Channel Hopping Culture chooses thought leadership

The barrage of information can cause us to flit from one thing to another, to scan documents quickly instead of reading them thoroughly. We think that maybe we will be able to catch the main ideas, but we are asking our brains to apportion our concentration across across too many things. I like to call this a ‘channel-hopping society’.
If we don’t like what’s on TV, we just click the button and we can watch any one of hundreds of other channels. Program not captivating enough? Click. Not exciting enough?  Click. Too demanding? Too boring? Click.
I think where there is so much information competition for our attention, the only strategy is to scan it all quickly and see if we can make sense of it. But the danger in scanning things quickly is that you cannot truely get into the essence of the message in the same way as when you focus.
Apparently, the information available on the internet is doubling every few months. Even if you tried to scan every web page currently online, it would take you a lifetime. It seems that quantity has won a significant battle over quality and it is becoming harder and harder to find the needle in the ever-increasing haystack.
Most business leaders I know receive between one hundred and two hundred legitimate emails per day. Some people I speak to deal with as many as one thousand messages a day! They can hardly keep up and feel overwhelmed most of the time. I know that when I feel the pressure of too many emails, I just delete everything that isn’t essential. How am I supposed to assimilate all that extraneous information? At this point, something really needs to stand out to get my attention.

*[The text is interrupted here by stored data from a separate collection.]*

//! Configuration file support.
//!
//! Loads analysis settings from TOML so runs are reproducible.

use crate::backtest::AnalysisConfig;
use crate::data::DataConfig;
use crate::error::{FolioError, Result};
use crate::metrics::{
    MetricsConfig, VarianceDivisor, DEFAULT_RISK_FREE_RATE, DEFAULT_TRADING_DAYS,
    DEFAULT_VARIANCE_DIVISOR,
};
use crate::optimizer::OptimizerConfig;
use crate::returns::MissingDataPolicy;
use crate::rolling::DEFAULT_ROLLING_WINDOW;
use serde::{Deserialize, Serialize};
use std::fs;
use std::path::Path;
use tracing::info;

/// Complete configuration loaded from a file.
#[derive(Debug, Clone, Default, PartialEq, Serialize, Deserialize)]
pub struct FolioFileConfig {
    /// Statistical settings.
    #[serde(default)]
    pub metrics: MetricsSettings,
    /// Rolling window settings.
    #[serde(default)]
    pub rolling: RollingSettings,
    /// Return calculation settings.
    #[serde(default)]
    pub returns: ReturnSettings,
    /// Optimizer blend ratios and thresholds.
    #[serde(default)]
    pub optimizer: OptimizerConfig,
    /// CSV data settings.
    #[serde(default)]
    pub data: DataSettings,
}

/// Statistical settings.
#[derive(Debug, Clone, PartialEq, Serialize, Deserialize)]
pub struct MetricsSettings {
    /// Annual risk-free rate as a fraction.
    #[serde(default = "default_risk_free_rate")]
    pub risk_free_rate: f64,
    #[serde(default = "default_trading_days")]
    pub trading_days_per_year: f64,
    /// "sample" (n - 1) or "population" (n).
    #[serde(default = "default_variance")]
    pub variance_divisor: VarianceDivisor,
}

fn default_risk_free_rate() -> f64 { DEFAULT_RISK_FREE_RATE }
fn default_trading_days() -> f64 { DEFAULT_TRADING_DAYS }
fn default_variance() -> VarianceDivisor { DEFAULT_VARIANCE_DIVISOR }

impl Default for MetricsSettings {
    fn default() -> Self {
        Self {
            risk_free_rate: DEFAULT_RISK_FREE_RATE,
            trading_days_per_year: DEFAULT_TRADING_DAYS,
            variance_divisor: DEFAULT_VARIANCE_DIVISOR,
        }
    }
}

/// Rolling window settings.
#[derive(Debug, Clone, PartialEq, Serialize, Deserialize)]
pub struct RollingSettings {
    /// Window length in trading days.
    #[serde(default = "default_window")]
    pub window: usize,
}

fn default_window() -> usize { DEFAULT_ROLLING_WINDOW }

impl Default for RollingSettings {
    fn default() -> Self {
        Self {
            window: DEFAULT_ROLLING_WINDOW,
        }
    }
}

/// Return calculation settings.
#[derive(Debug, Clone, Default, PartialEq, Serialize, Deserialize)]
pub struct ReturnSettings {
    /// "absent" or "carry_forward".
    #[serde(default)]
    pub missing_data: MissingDataPolicy,
}

/// CSV data settings.
#[derive(Debug, Clone, PartialEq, Serialize, Deserialize)]
pub struct DataSettings {
    /// Directory holding one `<TICKER>.csv` per instrument.
    pub dir: Option<String>,
    /// Date format in CSV.
    pub date_format: Option<String>,
    /// CSV delimiter; auto-detected when absent.
    pub delimiter: Option<char>,
    /// Skip malformed rows instead of failing.
    #[serde(default = "default_true")]
    pub skip_invalid: bool,
}

fn default_true() -> bool { true }

impl Default for DataSettings {
    fn default() -> Self {
        Self {
            dir: None,
            date_format: None,
            delimiter: None,
            skip_invalid: true,
        }
    }
}

impl DataSettings {
    /// Convert to the CSV loader's options.
    pub fn to_data_config(&self) -> Result<DataConfig> {
        let delimiter = match self.delimiter {
            Some(c) if c.is_ascii() => Some(c as u8),
            Some(c) => {
                return Err(FolioError::ConfigError(format!(
                    "delimiter must be a single ASCII character, got {:?}",
                    c
                )))
            }
            None => None,
        };
        Ok(DataConfig {
            date_format: self.date_format.clone(),
            delimiter,
            skip_invalid: self.skip_invalid,
        })
    }
}

impl FolioFileConfig {
    /// Load configuration from a TOML file.
    pub fn load(path: impl AsRef<Path>) -> Result<Self> {
        let path = path.as_ref();
        info!("Loading configuration from: {}", path.display());

        let content = fs::read_to_string(path)?;
        let config: FolioFileConfig = toml::from_str(&content)?;
        Ok(config)
    }

    /// Save configuration to a TOML file.
    pub fn save(&self, path: impl AsRef<Path>) -> Result<()> {
        let content =
            toml::to_string_pretty(self).map_err(|e| FolioError::ConfigError(e.to_string()))?;
        fs::write(path, content)?;
        Ok(())
    }

    /// Convert to the typed settings used by backtests and optimization.
    pub fn to_analysis_config(&self) -> Result<AnalysisConfig> {
        if self.rolling.window < 2 {
            return Err(FolioError::ConfigError(format!(
                "rolling window must be at least 2, got {}",
                self.rolling.window
            )));
        }
        if !(self.metrics.trading_days_per_year > 0.0) {
            return Err(FolioError::ConfigError(format!(
                "trading_days_per_year must be positive, got {}",
                self.metrics.trading_days_per_year
            )));
        }
        self.optimizer.validate()?;

        Ok(AnalysisConfig {
            metrics: MetricsConfig {
                risk_free_rate: self.metrics.risk_free_rate,
                trading_days_per_year: self.metrics.trading_days_per_year,
                variance: self.metrics.variance_divisor,
            },
            rolling_window: self.rolling.window,
            missing_data: self.returns.missing_data,
            optimizer: self.optimizer.clone(),
        })
    }

    /// Generate an example configuration file content.
    pub fn example() -> String {
        r#"# Folio configuration file

[metrics]
risk_free_rate = 0.03
trading_days_per_year = 252.0
variance_divisor = "sample"     # or "population"

[rolling]
window = 30

[returns]
missing_data = "absent"         # or "carry_forward"

[optimizer]
# Share of the current weights kept when blending
mean_variance_blend = 0.3
min_volatility_blend = 0.4
max_sharpe_blend = 0.3
risk_parity_blend = 0.4
mean_variance_min_sharpe = 0.5
max_sharpe_min_sharpe = 0.8
min_candidate_return = 0.0
max_suggestions = 2
suggestion_weight = 0.10

[data]
# dir = "data"
# date_format = "%Y-%m-%d"
# delimiter = ","
skip_invalid = true
"#
        .to_string()
    }
}

#[cfg(test)]
mod tests {
    use super::*;
    use std::io::Write;
    use tempfile::NamedTempFile;

    #[test]
    fn test_default_config() {
        let config = FolioFileConfig::default();
        assert_eq!(config.metrics.risk_free_rate, 0.03);
        assert_eq!(config.rolling.window, 30);
        assert_eq!(config.returns.missing_data, MissingDataPolicy::Absent);

        let analysis = config.to_analysis_config().unwrap();
        assert_eq!(analysis, AnalysisConfig::default());
    }

    #[test]
    fn test_load_config() {
        let toml_content = r#"
[metrics]
risk_free_rate = 0.02
variance_divisor = "population"

[rolling]
window = 60

[returns]
missing_data = "carry_forward"

[optimizer]
risk_parity_blend = 0.5
max_suggestions = 3

[data]
dir = "prices"
delimiter = ";"
"#;
        let mut file = NamedTempFile::new().unwrap();
        writeln!(file, "{}", toml_content).unwrap();

        let config = FolioFileConfig::load(file.path()).unwrap();
        assert_eq!(config.metrics.risk_free_rate, 0.02);
        assert_eq!(config.metrics.trading_days_per_year, 252.0);
        assert_eq!(config.metrics.variance_divisor, VarianceDivisor::Population);
        assert_eq!(config.rolling.window, 60);
        assert_eq!(config.returns.missing_data, MissingDataPolicy::CarryForward);
        assert_eq!(config.optimizer.risk_parity_blend, 0.5);
        assert_eq!(config.optimizer.max_sharpe_blend, 0.3);
        assert_eq!(config.optimizer.max_suggestions, 3);
        assert_eq!(config.data.dir.as_deref(), Some("prices"));

        let data = config.data.to_data_config().unwrap();
        assert_eq!(data.delimiter, Some(b';'));
        assert!(data.skip_invalid);
    }

    #[test]
    fn test_to_analysis_config() {
        let file_config = FolioFileConfig {
            metrics: MetricsSettings {
                risk_free_rate: 0.01,
                ..Default::default()
            },
            rolling: RollingSettings { window: 20 },
            ..Default::default()
        };

        let config = file_config.to_analysis_config().unwrap();
        assert_eq!(config.metrics.risk_free_rate, 0.01);
        assert_eq!(config.metrics.variance, VarianceDivisor::Sample);
        assert_eq!(config.rolling_window, 20);
    }

    #[test]
    fn test_invalid_config() {
        let bad_window = FolioFileConfig {
            rolling: RollingSettings { window: 1 },
            ..Default::default()
        };
        assert!(matches!(
            bad_window.to_analysis_config(),
            Err(FolioError::ConfigError(_))
        ));

        let bad_blend = FolioFileConfig {
            optimizer: OptimizerConfig {
                min_volatility_blend: -0.1,
                ..Default::default()
            },
            ..Default::default()
        };
        assert!(bad_blend.to_analysis_config().is_err());

        let bad_delimiter = DataSettings {
            delimiter: Some('§'),
            ..Default::default()
        };
        assert!(bad_delimiter.to_data_config().is_err());
    }

    #[test]
    fn test_save_config() {
        let config = FolioFileConfig {
            rolling: RollingSettings { window: 45 },
            ..Default::default()
        };
        let file = NamedTempFile::new().unwrap();
        config.save(file.path()).unwrap();

        // Verify we can load it back
        let loaded = FolioFileConfig::load(file.path()).unwrap();
        assert_eq!(loaded, config);
    }

    #[test]
    fn test_example_config() {
        let example = FolioFileConfig::example();
        for section in ["[metrics]", "[rolling]", "[returns]", "[optimizer]", "[data]"] {
            assert!(example.contains(section));
        }
        let parsed: FolioFileConfig = toml::from_str(&example).unwrap();
        assert_eq!(parsed, FolioFileConfig::default());
    }
}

Even though more and more people are becoming self-employed, the number of hours they are working is rising sharply. There is always one more call to make, one more deal to close, one more email to send.
In part it is because, as owners of the business, they are committed to their work and can see the value of working hard to achieve more and reap all the rewards. But the scarier truth is that the ‘overworked, constant, Blackberry permanently on’ mode is now the accepted and expected way of working. We know there is something wrong with our culture but we don’t know how to stop the carousel and get off – or at least slow it down.